───── Data

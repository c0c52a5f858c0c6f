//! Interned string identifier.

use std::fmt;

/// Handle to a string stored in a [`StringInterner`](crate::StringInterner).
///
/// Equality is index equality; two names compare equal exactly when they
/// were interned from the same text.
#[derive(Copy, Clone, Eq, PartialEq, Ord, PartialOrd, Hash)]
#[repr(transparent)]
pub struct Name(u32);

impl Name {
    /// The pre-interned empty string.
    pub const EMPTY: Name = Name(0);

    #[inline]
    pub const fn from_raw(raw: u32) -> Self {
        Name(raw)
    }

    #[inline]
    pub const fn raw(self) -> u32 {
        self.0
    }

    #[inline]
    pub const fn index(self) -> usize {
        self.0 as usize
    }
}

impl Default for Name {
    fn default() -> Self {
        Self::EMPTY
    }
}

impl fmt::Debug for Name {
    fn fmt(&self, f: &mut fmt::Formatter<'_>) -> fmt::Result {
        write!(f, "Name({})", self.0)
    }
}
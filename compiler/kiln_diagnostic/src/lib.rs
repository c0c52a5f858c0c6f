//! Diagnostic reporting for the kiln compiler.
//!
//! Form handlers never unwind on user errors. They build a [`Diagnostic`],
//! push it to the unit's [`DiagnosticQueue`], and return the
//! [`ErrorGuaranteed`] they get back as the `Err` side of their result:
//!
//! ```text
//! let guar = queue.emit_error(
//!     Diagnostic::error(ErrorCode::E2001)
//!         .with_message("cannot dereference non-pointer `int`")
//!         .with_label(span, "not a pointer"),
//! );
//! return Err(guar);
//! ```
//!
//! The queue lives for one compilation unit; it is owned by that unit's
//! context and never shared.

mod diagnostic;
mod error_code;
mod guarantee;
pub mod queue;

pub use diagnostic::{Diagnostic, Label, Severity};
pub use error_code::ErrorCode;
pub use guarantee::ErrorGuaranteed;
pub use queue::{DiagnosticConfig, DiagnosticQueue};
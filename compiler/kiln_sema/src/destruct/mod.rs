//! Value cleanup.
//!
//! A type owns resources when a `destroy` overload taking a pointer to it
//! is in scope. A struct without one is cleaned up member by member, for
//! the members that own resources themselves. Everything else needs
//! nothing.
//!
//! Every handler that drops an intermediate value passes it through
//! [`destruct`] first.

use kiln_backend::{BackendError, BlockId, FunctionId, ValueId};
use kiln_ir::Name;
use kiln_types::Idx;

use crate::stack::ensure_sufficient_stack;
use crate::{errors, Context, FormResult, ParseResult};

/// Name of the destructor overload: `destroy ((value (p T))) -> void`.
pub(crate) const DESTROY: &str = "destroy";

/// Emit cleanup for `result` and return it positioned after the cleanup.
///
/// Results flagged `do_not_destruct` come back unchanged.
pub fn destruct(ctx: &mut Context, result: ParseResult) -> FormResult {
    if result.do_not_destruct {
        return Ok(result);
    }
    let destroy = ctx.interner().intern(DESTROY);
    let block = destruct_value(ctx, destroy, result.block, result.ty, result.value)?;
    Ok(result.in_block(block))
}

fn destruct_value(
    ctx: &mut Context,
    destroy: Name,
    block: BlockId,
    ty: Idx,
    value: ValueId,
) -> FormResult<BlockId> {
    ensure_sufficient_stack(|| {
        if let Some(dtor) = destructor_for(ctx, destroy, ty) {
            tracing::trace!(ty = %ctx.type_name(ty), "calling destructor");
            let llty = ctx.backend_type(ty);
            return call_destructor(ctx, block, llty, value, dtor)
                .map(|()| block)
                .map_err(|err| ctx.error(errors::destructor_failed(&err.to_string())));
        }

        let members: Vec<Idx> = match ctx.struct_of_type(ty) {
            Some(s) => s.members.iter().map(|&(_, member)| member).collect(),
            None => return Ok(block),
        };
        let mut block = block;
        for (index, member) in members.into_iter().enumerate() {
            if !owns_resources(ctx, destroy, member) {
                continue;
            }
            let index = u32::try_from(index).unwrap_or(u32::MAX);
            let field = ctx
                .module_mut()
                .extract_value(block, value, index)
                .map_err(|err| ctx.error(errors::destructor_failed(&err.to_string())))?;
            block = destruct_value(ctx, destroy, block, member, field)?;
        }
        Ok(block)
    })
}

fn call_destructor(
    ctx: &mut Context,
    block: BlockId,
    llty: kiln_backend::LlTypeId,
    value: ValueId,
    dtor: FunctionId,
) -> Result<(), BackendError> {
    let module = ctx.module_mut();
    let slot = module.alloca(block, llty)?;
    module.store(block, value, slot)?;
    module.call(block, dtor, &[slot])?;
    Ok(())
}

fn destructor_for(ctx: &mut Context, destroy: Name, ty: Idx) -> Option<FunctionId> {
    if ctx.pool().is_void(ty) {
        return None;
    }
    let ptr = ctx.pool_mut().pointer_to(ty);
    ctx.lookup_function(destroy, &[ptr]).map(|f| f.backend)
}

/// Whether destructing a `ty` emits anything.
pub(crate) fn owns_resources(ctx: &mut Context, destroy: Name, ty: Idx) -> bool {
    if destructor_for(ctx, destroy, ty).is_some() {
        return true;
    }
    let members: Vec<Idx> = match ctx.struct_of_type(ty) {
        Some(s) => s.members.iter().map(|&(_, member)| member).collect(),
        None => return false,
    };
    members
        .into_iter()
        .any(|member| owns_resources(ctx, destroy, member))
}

──────────

Directions for this task -
Each line above with the string "FormResult" should be reported in full.

Response to this task -
use crate::{errors, Context, FormResult, ParseResult};
pub fn destruct(ctx: &mut Context, result: ParseResult) -> FormResult {
) -> FormResult<BlockId> {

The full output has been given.